My point here is just that, for example for my observations, a picture of the surrounding species is usually not very useful at all in order to bring the observation down to a species-level. I see better image quality as an extremely more important factor. Surrounding species can be instead other observations, as per iNaturalist’s policy. And where necessary one picture could be retained with less or no crop.

Of course, I am also not saying that there are no cases (and depending on the types of obervations, there can be many cases) where surrounding species are relevant. That’s not what I am saying.

To summarize, it’s not because for some or many observations, it’s good to have wide pictures that show surrounding species, that there is not also a need for an auto-cropping tool, for some or many observations and/or pictures within 1 single observation.

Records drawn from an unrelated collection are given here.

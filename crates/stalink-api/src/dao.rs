// ── Generic data access object ──
//
// One `Dao<T>` per entity type, optionally scoped under a parent entity.
// Every operation checks structure against the entity graph, builds one
// URL, and runs exactly one request through the service. No caching, no
// retries.

use std::fmt;
use std::marker::PhantomData;

use reqwest::header::{ACCEPT, CONTENT_TYPE, LOCATION};
use serde::Serialize;
use serde_json::{Map, Value};
use tracing::{debug, error, warn};
use url::Url;

use crate::data_array::DataArrayDocument;
use crate::error::Error;
use crate::model::{Entity, Id, Observation};
use crate::path::{EntityRef, Expansion};
use crate::query::Query;
use crate::service::SensorThingsService;
use crate::subscription::{Deliver, Subscription};

pub const APPLICATION_JSON: &str = "application/json";
pub const APPLICATION_JSON_PATCH: &str = "application/json-patch+json";

/// Batch insert action, relative to the endpoint.
const CREATE_OBSERVATIONS: &str = "CreateObservations";

// ── JSON Patch ───────────────────────────────────────────────────────

/// One RFC 6902 operation.
#[derive(Debug, Clone, PartialEq, Serialize)]
#[serde(tag = "op", rename_all = "lowercase")]
pub enum PatchOperation {
    Add { path: String, value: Value },
    Remove { path: String },
    Replace { path: String, value: Value },
    Move { from: String, path: String },
    Copy { from: String, path: String },
    Test { path: String, value: Value },
}

impl PatchOperation {
    pub fn add(path: impl Into<String>, value: impl Into<Value>) -> Self {
        Self::Add {
            path: path.into(),
            value: value.into(),
        }
    }

    pub fn remove(path: impl Into<String>) -> Self {
        Self::Remove { path: path.into() }
    }

    pub fn replace(path: impl Into<String>, value: impl Into<Value>) -> Self {
        Self::Replace {
            path: path.into(),
            value: value.into(),
        }
    }
}

/// Id from a `Location` header (or batch result) such as
/// `http://host/v1.1/Things(42)`: the contents of the last closed
/// parenthesis pair. Parentheses inside a quoted id do not count, and an
/// empty pair yields no id.
fn id_from_location(location: &str) -> Option<Id> {
    let mut quoted = false;
    let mut open = None;
    let mut span = None;
    for (i, c) in location.char_indices() {
        match c {
            '\'' if open.is_some() => quoted = !quoted,
            '(' if !quoted => open = Some(i + 1),
            ')' if !quoted => {
                if let Some(start) = open.take() {
                    span = Some((start, i));
                }
            }
            _ => {}
        }
    }
    let (start, end) = span?;
    let text = &location[start..end];
    (!text.is_empty()).then(|| Id::from_url_form(text))
}

// ── Dao ──────────────────────────────────────────────────────────────

/// Data access object for entities of type `T`.
pub struct Dao<T: Entity> {
    service: SensorThingsService,
    parent: Option<EntityRef>,
    _entity: PhantomData<fn() -> T>,
}

impl<T: Entity> Clone for Dao<T> {
    fn clone(&self) -> Self {
        Self {
            service: self.service.clone(),
            parent: self.parent.clone(),
            _entity: PhantomData,
        }
    }
}

impl<T: Entity> fmt::Debug for Dao<T> {
    fn fmt(&self, f: &mut fmt::Formatter<'_>) -> fmt::Result {
        f.debug_struct("Dao")
            .field("entity_type", &T::TYPE)
            .field("parent", &self.parent)
            .finish()
    }
}

impl<T: Entity> Dao<T> {
    pub(crate) fn new(service: SensorThingsService) -> Self {
        Self {
            service,
            parent: None,
            _entity: PhantomData,
        }
    }

    /// Scope this DAO under `parent`, which must have an id.
    pub fn with_parent<P: Entity>(self, parent: &P) -> Result<Self, Error> {
        Ok(self.with_parent_ref(parent.entity_ref()?))
    }

    pub fn with_parent_ref(mut self, parent: EntityRef) -> Self {
        self.parent = Some(parent);
        self
    }

    pub fn parent(&self) -> Option<&EntityRef> {
        self.parent.as_ref()
    }

    pub fn service(&self) -> &SensorThingsService {
        &self.service
    }

    fn collection_path(&self) -> Result<String, Error> {
        self.service
            .graph()
            .collection_path(self.parent.as_ref(), T::TYPE)
    }

    fn entity_url(&self, id: &Id) -> Result<Url, Error> {
        self.service
            .url(&self.service.graph().entity_path(T::TYPE, id))
    }

    fn entity_id(entity: &T) -> Result<&Id, Error> {
        entity.id().ok_or(Error::MissingId(T::TYPE))
    }

    /// Encode `entity` and run the type's create-time validator on it.
    fn encode_for_create(&self, entity: &T) -> Result<Map<String, Value>, Error> {
        let encoded = self.service.encode_entity(entity)?;
        if let Some(validate) = self.service.graph().validator(T::TYPE) {
            validate(&encoded).map_err(|message| Error::Validation {
                entity_type: T::TYPE,
                message,
            })?;
        }
        Ok(encoded)
    }

    // ── CRUD ─────────────────────────────────────────────────────────

    /// POST `entity` to the (scoped) collection. On success the id from
    /// the `Location` header is set and the service attached.
    pub async fn create(&self, entity: &mut T) -> Result<(), Error> {
        let path = self.collection_path()?;
        let body = self.encode_for_create(entity)?;
        let url = self.service.url(&path)?;

        let request = self
            .service
            .http()
            .post(url.clone())
            .header(CONTENT_TYPE, APPLICATION_JSON)
            .body(serde_json::to_vec(&body).map_err(Error::Serialization)?);
        let response = self.service.execute(request).await?;

        let id = response
            .headers()
            .get_all(LOCATION)
            .iter()
            .next_back()
            .and_then(|value| value.to_str().ok())
            .and_then(id_from_location)
            .ok_or_else(|| Error::MissingLocation {
                url: url.to_string(),
            })?;
        debug!(entity_type = %T::TYPE, %id, "created");
        entity.set_id(id);
        entity.attach(&self.service);
        Ok(())
    }

    pub async fn find(&self, id: impl Into<Id>) -> Result<T, Error> {
        let url = self.entity_url(&id.into())?;
        self.find_url(url).await
    }

    /// Find with `$expand`; every expanded relation must be declared.
    pub async fn find_with_expansion(
        &self,
        id: impl Into<Id>,
        expansion: &Expansion,
    ) -> Result<T, Error> {
        expansion.validate(self.service.graph(), T::TYPE)?;
        let mut url = self.entity_url(&id.into())?;
        if !expansion.is_empty() {
            url.query_pairs_mut()
                .append_pair("$expand", &expansion.to_string());
        }
        self.find_url(url).await
    }

    /// The singleton `T` related to `parent`, e.g. `Observations(7)/Datastream`.
    pub async fn find_related(&self, parent: &EntityRef) -> Result<T, Error> {
        let path = self.service.graph().singleton_path(parent, T::TYPE)?;
        let url = self.service.url(&path)?;
        self.find_url(url).await
    }

    /// GET an absolute entity URL.
    pub async fn find_url(&self, url: Url) -> Result<T, Error> {
        let request = self
            .service
            .http()
            .get(url)
            .header(ACCEPT, APPLICATION_JSON);
        let response = self.service.execute(request).await?;
        let value: Value = SensorThingsService::read_json(response).await?;
        self.service.decode_entity(&value)
    }

    /// Send the whole entity as a PATCH body.
    pub async fn update(&self, entity: &T) -> Result<(), Error> {
        let url = self.entity_url(Self::entity_id(entity)?)?;
        let body = self.service.encode_entity(entity)?;
        let request = self
            .service
            .http()
            .patch(url)
            .header(CONTENT_TYPE, APPLICATION_JSON)
            .body(serde_json::to_vec(&body).map_err(Error::Serialization)?);
        self.service.execute(request).await?;
        Ok(())
    }

    /// Apply a JSON Patch document to the entity on the server.
    pub async fn patch(&self, entity: &T, operations: &[PatchOperation]) -> Result<(), Error> {
        let url = self.entity_url(Self::entity_id(entity)?)?;
        debug!(patch = ?operations, "JSON patch");
        let request = self
            .service
            .http()
            .patch(url)
            .header(CONTENT_TYPE, APPLICATION_JSON_PATCH)
            .body(serde_json::to_vec(operations).map_err(Error::Serialization)?);
        self.service.execute(request).await?;
        Ok(())
    }

    /// Delete the entity on the server. The local value stays usable but is
    /// detached from the service.
    pub async fn delete(&self, entity: &mut T) -> Result<(), Error> {
        let url = self.entity_url(Self::entity_id(entity)?)?;
        let request = self.service.http().delete(url);
        self.service.execute(request).await?;
        entity.detach();
        Ok(())
    }

    /// A query over this DAO's (scoped) collection.
    pub fn query(&self) -> Query<T> {
        Query::new(self.service.clone(), self.parent.clone())
    }

    // ── MQTT ─────────────────────────────────────────────────────────

    /// `v1.1/Things(1)/Datastreams`.
    pub fn topic(&self) -> Result<String, Error> {
        Ok(format!(
            "{}/{}",
            self.service.version().url_pattern(),
            self.collection_path()?
        ))
    }

    /// Collection topic restricted to `properties`, which must all be
    /// declared on `T`.
    pub fn topic_select<S: AsRef<str>>(&self, properties: &[S]) -> Result<String, Error> {
        self.service.graph().validate_select(T::TYPE, properties)?;
        let topic = self.topic()?;
        if properties.is_empty() {
            return Ok(topic);
        }
        let names: Vec<&str> = properties.iter().map(AsRef::as_ref).collect();
        Ok(format!("{topic}?$select={}", names.join(",")))
    }

    /// `v1.1/Things(42)`.
    pub fn entity_topic(&self, entity: &T) -> Result<String, Error> {
        if let Some(parent) = &self.parent {
            self.service
                .graph()
                .require_relation(parent.entity_type, T::TYPE, crate::model::Cardinality::Many)?;
        }
        Ok(format!(
            "{}/{}",
            self.service.version().url_pattern(),
            self.service
                .graph()
                .entity_path(T::TYPE, Self::entity_id(entity)?)
        ))
    }

    /// Create by publishing on the collection topic. The validator applies;
    /// no id is assigned.
    pub async fn create_mqtt(&self, entity: &T) -> Result<(), Error> {
        let topic = self.topic()?;
        let body = self.encode_for_create(entity)?;
        let payload = serde_json::to_vec(&body).map_err(Error::Serialization)?;
        self.service.publish(&topic, payload).await
    }

    fn deliver<P, H>(&self, predicate: P, handler: H) -> Deliver
    where
        P: Fn(&T) -> bool + Send + Sync + 'static,
        H: Fn(T) + Send + Sync + 'static,
    {
        let service = self.service.downgrade();
        Box::new(move |payload| {
            let Some(service) = service.upgrade() else {
                return Ok(());
            };
            let entity: T = service.decode_entity_bytes(payload)?;
            if predicate(&entity) {
                handler(entity);
            }
            Ok(())
        })
    }

    async fn subscribe_topic<P, H>(
        &self,
        topic: String,
        predicate: P,
        handler: H,
    ) -> Result<Subscription, Error>
    where
        P: Fn(&T) -> bool + Send + Sync + 'static,
        H: Fn(T) + Send + Sync + 'static,
    {
        let manager = self.service.subscriptions()?;
        manager
            .subscribe(topic, T::TYPE, self.deliver(predicate, handler))
            .await
    }

    /// Every entity published on the collection topic.
    pub async fn subscribe<H>(&self, handler: H) -> Result<Subscription, Error>
    where
        H: Fn(T) + Send + Sync + 'static,
    {
        self.subscribe_topic(self.topic()?, |_: &T| true, handler)
            .await
    }

    /// Only entities matching `predicate` reach `handler`.
    pub async fn subscribe_filtered<P, H>(
        &self,
        predicate: P,
        handler: H,
    ) -> Result<Subscription, Error>
    where
        P: Fn(&T) -> bool + Send + Sync + 'static,
        H: Fn(T) + Send + Sync + 'static,
    {
        self.subscribe_topic(self.topic()?, predicate, handler)
            .await
    }

    /// Subscribe to a `$select`-restricted topic.
    pub async fn subscribe_select<S, H>(
        &self,
        properties: &[S],
        handler: H,
    ) -> Result<Subscription, Error>
    where
        S: AsRef<str>,
        H: Fn(T) + Send + Sync + 'static,
    {
        self.subscribe_topic(self.topic_select(properties)?, |_: &T| true, handler)
            .await
    }

    pub async fn subscribe_filtered_select<S, P, H>(
        &self,
        properties: &[S],
        predicate: P,
        handler: H,
    ) -> Result<Subscription, Error>
    where
        S: AsRef<str>,
        P: Fn(&T) -> bool + Send + Sync + 'static,
        H: Fn(T) + Send + Sync + 'static,
    {
        self.subscribe_topic(self.topic_select(properties)?, predicate, handler)
            .await
    }

    /// Updates of one entity.
    pub async fn subscribe_entity<H>(&self, entity: &T, handler: H) -> Result<Subscription, Error>
    where
        H: Fn(T) + Send + Sync + 'static,
    {
        self.subscribe_topic(self.entity_topic(entity)?, |_: &T| true, handler)
            .await
    }

    pub async fn unsubscribe(&self, subscription: &Subscription) -> Result<(), Error> {
        self.service.subscriptions()?.unsubscribe(subscription).await
    }

    /// Drop every binding on this DAO's bare collection topic.
    pub async fn unsubscribe_all(&self) -> Result<(), Error> {
        let topic = self.topic()?;
        self.service
            .subscriptions()?
            .unsubscribe_topic(&topic)
            .await
    }
}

This may be lengthy but I feel that, for many (most of my) observations, cropping is better, due to the pixel limtation by iNaturalist. That is different from saying: every picture needs to be cropped (which I am not saying… so where useful uncropped pictures could be retained, and they can split into multiple observations). But sometimes I have e.g. 100 observations on my phone, times let’s say 10 pictures per observations, for which the plant the insect is sitting on, is not crucial to bring them down to a species-level, that’s 1000 images to manually crop, and I feel I waste my life doing so as it could be automated with the right tools.

While the remarks which you and others invoked here are interesting and meaningful, I remain looking forward to experience or pointers on such tools.

if you’re still looking for pointers, i feel like you didn’t even bother to follow this lead / pointer.

I hear you - it does take time to crop photos - and I choose to do that myself. For me it is plants not insects that I observe. And the macro details, which my photography skills struggle with, are important. But then I also choose to upload few obs, and am willing to give each of my obs the time it needs.

Why do I encourage enthusiastic observers to make some IDs for others, to pay it forwards and show their appreciation for the IDs they expect and receive? It is only when you apply your own knowledge and skills to make IDs, that you will realise why we have preferences in turn. On iNat there is always a ‘friendly’ tug of war between identifiers and observers. Both sides are busy and expect The Other to do the ‘more’ work.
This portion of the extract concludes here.